Home » Places to see in Bangalore » Mayo Hall, Town Hall, Kalakshetra

Mayo Hall

Mayo Hall is a stone and mortar structure built at the heart of the city of Bangalore, India. The towering hall is situated next to the Public Utility Building on the Mahatma Gandhi Road. The Mayo Hall, which lies on a hill, offers panoramic view of the Parade grounds and Ulsoor Lake on one side and the Bangalore Race Course and Brigade Grounds in the south.

Mayo Hall in Bangalore (Bengaluru) - 1878-79.
Mayo Hall in Bangalore (Bengaluru) - 1878-79.

This two story building is decorated with Italian chandeliers, ornate furniture, exquisite furnishings, architrave, pediment windows, key stoned arches, balustrade ledges, beautiful consoles, Greek cornices, Tuscan columns and wooden floors. Mayo Hall is now home to numerous departments of BMP (Bangalore Mahanagara Palike).

Mayo Hall: Still a picture of Elegance by Janardhan Roye Bangaloreans searching for a house to rent in the 1950s, was as simple as going to the Rent Controller's office located in the Mayo Hall near Dozey's Garage on South Parade.
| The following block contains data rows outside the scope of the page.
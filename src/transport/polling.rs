//! HTTP polling transport.
//!
//! Two independent long-poll-style channels, read and write, each limited
//! to one in-flight request. The read channel repeatedly issues
//! `GET /read?sid=..&rcnt=..`; the write channel drains the outbound
//! buffer in chunks of up to 1024 bytes, URL-safe base64 encoded, via
//! `GET /write?sid=..&wcnt=..&data=..`. A 410 from either channel means
//! the relay evicted the session.

use std::sync::Arc;

use base64::Engine as _;
use base64::engine::general_purpose::{URL_SAFE, URL_SAFE_NO_PAD};
use reqwest::{StatusCode, Url};
use tracing::{debug, warn};

use crate::core::constants::MAX_POLL_PAYLOAD;
use crate::core::{CloseReason, TransportError};
use crate::session::{Phase, RelayTransport, SessionCore, SessionOps};
use crate::stream::StreamEvent;

/// Outcome of a single poll request.
enum PollStatus {
    /// 200 with a (possibly empty) decoded body.
    Ok(Vec<u8>),
    /// 410: the relay evicted the session.
    Gone,
}

/// HTTP polling transport over a relay session.
pub(crate) struct PollingTransport {
    session: SessionCore,
}

impl PollingTransport {
    pub(crate) fn new(session: SessionCore) -> Self {
        Self { session }
    }

    fn read_url(&self, sid: &str, rcnt: u64) -> Result<Url, TransportError> {
        let mut url = self
            .session
            .endpoint("read")
            .map_err(|e| TransportError::Endpoint(e.to_string()))?;
        url.query_pairs_mut()
            .append_pair("sid", sid)
            .append_pair("rcnt", &rcnt.to_string());
        Ok(url)
    }

    fn write_url(&self, sid: &str, wcnt: u64, chunk: &[u8]) -> Result<Url, TransportError> {
        let mut url = self
            .session
            .endpoint("write")
            .map_err(|e| TransportError::Endpoint(e.to_string()))?;
        url.query_pairs_mut()
            .append_pair("sid", sid)
            .append_pair("wcnt", &wcnt.to_string())
            .append_pair("data", &URL_SAFE.encode(chunk));
        Ok(url)
    }

    /// Issue one poll request and classify the response.
    async fn poll(&self, url: Url) -> Result<PollStatus, TransportError> {
        let response = self.session.http.get(url).send().await?;
        match response.status() {
            StatusCode::GONE => Ok(PollStatus::Gone),
            StatusCode::OK => {
                let body = response.text().await?;
                let trimmed = body.trim().trim_end_matches('=');
                let decoded = URL_SAFE_NO_PAD
                    .decode(trimmed)
                    .map_err(|e| TransportError::Encoding(e.to_string()))?;
                Ok(PollStatus::Ok(decoded))
            }
            status => Err(TransportError::Status(status.as_u16())),
        }
    }

    async fn read_cycle(self: Arc<Self>, sid: String, rcnt: u64) {
        let result = match self.read_url(&sid, rcnt) {
            Ok(url) => self.poll(url).await,
            Err(err) => Err(err),
        };
        self.session.state.lock().read_busy = false;

        match result {
            Ok(PollStatus::Gone) => {
                warn!("relay reports session gone on read channel");
                self.close_with(CloseReason::Gone);
            }
            Ok(PollStatus::Ok(bytes)) => {
                {
                    let mut st = self.session.state.lock();
                    if st.phase != Phase::Open {
                        return;
                    }
                    st.read_count += bytes.len() as u64;
                }
                if !bytes.is_empty() {
                    debug!(bytes = bytes.len(), "read poll delivered payload");
                    let _ = self.session.events.send(StreamEvent::Data(bytes));
                }
                self.on_request_success(true);
            }
            Err(err) => {
                debug!(error = %err, "read poll failed");
                self.on_request_error(true);
            }
        }
    }

    async fn write_cycle(self: Arc<Self>, sid: String, wcnt: u64, chunk: Vec<u8>) {
        let result = match self.write_url(&sid, wcnt, &chunk) {
            Ok(url) => self.poll(url).await,
            Err(err) => Err(err),
        };
        self.session.state.lock().write_busy = false;

        match result {
            Ok(PollStatus::Gone) => {
                warn!("relay reports session gone on write channel");
                self.close_with(CloseReason::Gone);
            }
            Ok(PollStatus::Ok(_)) => {
                let total = {
                    let mut st = self.session.state.lock();
                    if st.phase != Phase::Open {
                        return;
                    }
                    st.outbound.ack(chunk.len());
                    st.write_count += chunk.len() as u64;
                    st.write_count
                };
                debug!(bytes = chunk.len(), total, "write chunk acknowledged");
                let _ = self.session.events.send(StreamEvent::WriteAcked { total });
                self.on_request_success(false);
            }
            Err(err) => {
                debug!(error = %err, "write poll failed");
                self.on_request_error(false);
            }
        }
    }
}

impl RelayTransport for PollingTransport {
    fn session(&self) -> &SessionCore {
        &self.session
    }

    fn resume_read(self: Arc<Self>) {
        let (sid, rcnt) = {
            let mut st = self.session.state.lock();
            if st.read_busy || st.backoff.is_scheduled() || st.phase != Phase::Open {
                return;
            }
            let Some(sid) = st.session_id.clone() else {
                return;
            };
            st.read_busy = true;
            (sid, st.read_count)
        };

        tokio::spawn(async move {
            self.read_cycle(sid, rcnt).await;
        });
    }

    fn send_write(self: Arc<Self>) {
        let (sid, wcnt, chunk) = {
            let mut st = self.session.state.lock();
            if st.write_busy || st.backoff.is_scheduled() || st.phase != Phase::Open {
                return;
            }
            if st.outbound.unread_len() == 0 {
                return;
            }
            let Some(sid) = st.session_id.clone() else {
                return;
            };
            let chunk = st.outbound.read(MAX_POLL_PAYLOAD);
            st.write_busy = true;
            (sid, st.write_count, chunk)
        };

        tokio::spawn(async move {
            self.write_cycle(sid, wcnt, chunk).await;
        });
    }

    fn halt(&self) {
        // In-flight poll requests complete on their own and observe the
        // closed phase when they land.
    }
}

#[cfg(test)]
mod tests {
    use super::*;

    use std::collections::{HashMap, VecDeque};
    use std::future::IntoFuture;
    use std::time::Duration;

    use axum::Router;
    use axum::extract::{Query, State};
    use axum::http::StatusCode as HttpStatus;
    use axum::routing::get;
    use parking_lot::Mutex;
    use tokio::time::{sleep, timeout};

    use crate::stream::{RelayOptions, RelayStream, StreamEvents, TransportMode};

    const SESSION_ID: &str = "poll-test-session";

    #[derive(Default)]
    struct RelayStub {
        /// Decoded payloads of successful write requests, in arrival order.
        writes: Mutex<Vec<Vec<u8>>>,
        /// Base64url bodies served to read polls, then empty responses.
        reads: Mutex<VecDeque<String>>,
        /// Number of write requests to fail with a 500 before succeeding.
        fail_writes: Mutex<u32>,
        /// When set, every poll answers 410.
        gone: Mutex<bool>,
    }

    async fn proxy_handler() -> &'static str {
        SESSION_ID
    }

    async fn read_handler(
        State(stub): State<Arc<RelayStub>>,
        Query(params): Query<HashMap<String, String>>,
    ) -> (HttpStatus, String) {
        if *stub.gone.lock() || params.get("sid").map(String::as_str) != Some(SESSION_ID) {
            return (HttpStatus::GONE, String::new());
        }
        if let Some(body) = stub.reads.lock().pop_front() {
            return (HttpStatus::OK, body);
        }
        // Hold the poll briefly, like a long-poll relay with no data.
        sleep(Duration::from_millis(50)).await;
        (HttpStatus::OK, String::new())
    }

    async fn write_handler(
        State(stub): State<Arc<RelayStub>>,
        Query(params): Query<HashMap<String, String>>,
    ) -> (HttpStatus, String) {
        if *stub.gone.lock() || params.get("sid").map(String::as_str) != Some(SESSION_ID) {
            return (HttpStatus::GONE, String::new());
        }
        {
            let mut fails = stub.fail_writes.lock();
            if *fails > 0 {
                *fails -= 1;
                return (HttpStatus::INTERNAL_SERVER_ERROR, String::new());
            }
        }
        let data = params.get("data").cloned().unwrap_or_default();
        let decoded = URL_SAFE_NO_PAD
            .decode(data.trim_end_matches('='))
            .expect("stub received invalid base64url payload");
        stub.writes.lock().push(decoded);
        (HttpStatus::OK, String::new())
    }

    async fn start_stub(stub: Arc<RelayStub>) -> Url {
        let app = Router::new()
            .route("/proxy", get(proxy_handler))
            .route("/read", get(read_handler))
            .route("/write", get(write_handler))
            .with_state(stub);
        let listener = tokio::net::TcpListener::bind("127.0.0.1:0").await.unwrap();
        let addr = listener.local_addr().unwrap();
        tokio::spawn(axum::serve(listener, app).into_future());
        Url::parse(&format!("http://{addr}/")).unwrap()
    }

    async fn open_stream(stub: &Arc<RelayStub>) -> (RelayStream, StreamEvents) {
        let base = start_stub(Arc::clone(stub)).await;
        let options = RelayOptions::builder(base, "localhost", 22)
            .mode(TransportMode::Polling)
            .build();
        RelayStream::open(options).await.unwrap()
    }

    async fn next_write_ack(events: &mut StreamEvents) -> u64 {
        loop {
            let event = timeout(Duration::from_secs(5), events.recv())
                .await
                .expect("timed out waiting for write ack")
                .expect("event channel closed");
            if let StreamEvent::WriteAcked { total } = event {
                return total;
            }
        }
    }

    #[tokio::test]
    async fn test_write_chunks_at_payload_limit() {
        let stub = Arc::new(RelayStub::default());
        let (stream, mut events) = open_stream(&stub).await;

        stream.write(&[7u8; 2000]);

        // 2000 bytes leave as a 1024-byte chunk, then the 976 remainder.
        assert_eq!(next_write_ack(&mut events).await, 1024);
        assert_eq!(next_write_ack(&mut events).await, 2000);

        let writes = stub.writes.lock();
        assert_eq!(writes.len(), 2);
        assert_eq!(writes[0].len(), 1024);
        assert_eq!(writes[1].len(), 976);
        assert!(writes.iter().flatten().all(|&b| b == 7));
    }

    #[tokio::test]
    async fn test_read_polls_deliver_in_order() {
        let stub = Arc::new(RelayStub::default());
        stub.reads.lock().push_back(URL_SAFE.encode(b"hello "));
        stub.reads.lock().push_back(URL_SAFE.encode(b"relay"));
        let (_stream, mut events) = open_stream(&stub).await;

        let mut received = Vec::new();
        while received.len() < 11 {
            let event = timeout(Duration::from_secs(5), events.recv())
                .await
                .expect("timed out waiting for data")
                .expect("event channel closed");
            if let StreamEvent::Data(bytes) = event {
                received.extend_from_slice(&bytes);
            }
        }
        assert_eq!(received, b"hello relay");
    }

    #[tokio::test]
    async fn test_gone_closes_stream() {
        let stub = Arc::new(RelayStub::default());
        let (_stream, mut events) = open_stream(&stub).await;
        *stub.gone.lock() = true;

        loop {
            let event = timeout(Duration::from_secs(5), events.recv())
                .await
                .expect("timed out waiting for close")
                .expect("event channel closed");
            if let StreamEvent::Closed { reason } = event {
                assert_eq!(reason, CloseReason::Gone);
                break;
            }
        }
    }

    #[tokio::test]
    async fn test_failed_write_is_retransmitted() {
        let stub = Arc::new(RelayStub::default());
        *stub.fail_writes.lock() = 1;
        let (stream, mut events) = open_stream(&stub).await;

        stream.write(&[3u8; 500]);

        // The first attempt fails, backoff fires, and the same chunk is
        // re-read from the buffer and resent.
        assert_eq!(next_write_ack(&mut events).await, 500);

        let writes = stub.writes.lock();
        assert_eq!(writes.len(), 1);
        assert_eq!(writes[0], vec![3u8; 500]);
    }
}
The office periodically and dutifully listed on a notice board, residential accommodation available. Listed were details of the premises, location and expected rent. "Typically you read the notice board, noted down the most suitable house for your needs and budget, and applied for it in a form. And without much ado or long wait, you'd be allotted the house of your choice. “A huge bungalow went for rents as low as Rs 140 per month," remembers Dr T R G Anand, a Cantonment old-timer and well-known homoeopath physician.

Mayo Hall , Bangalore
Mayo Hall , Bangalore

To be sure the colonnaded Mayo Hall had other offices in its magnificent granite and mortar structure. Black coated lawyers, typists, stamp vendors and such personae were testimony to that. Civil cases from minor traffic offences such as 'double-riding' on bicycles to the more serious ones were tried here. It was also the place for 'registered marriages'.

When originally built, the ground floor had the Municipal Office for the Cantonment, several public offices and law courts. The upper floor was designed for important 'Public meetings and Exhibitions'.

Going back to its very beginning, Mayo Hall became a part of a larger design to develop the cantonment into an integrated Bangalore Civil & Military station. Accordingly, around the mid-1800s, began a series of developmental activity.

The army that defeated Tipu Sultan in the 4th Mysore War was shifted from the swampy environs of Srirangapatana to the more salubrious Bangalore. It was 1809 and the new garrison town began to grow. The crown's administrative staff and the army's families began arriving in droves, taking the arduous sailing route around the Cape of Good Hope. Sensing the business opportunities tradesmen also took the boat. Soon items never before seen in Bangalore started arriving, for, it was a century of dramatic happenings. The world saw many firsts: postage stamps, automobiles, electric light bulbs, motion pictures, phonographs, photography, repetition rifles, railroad locomotives, steamships, telegraphs and telephones.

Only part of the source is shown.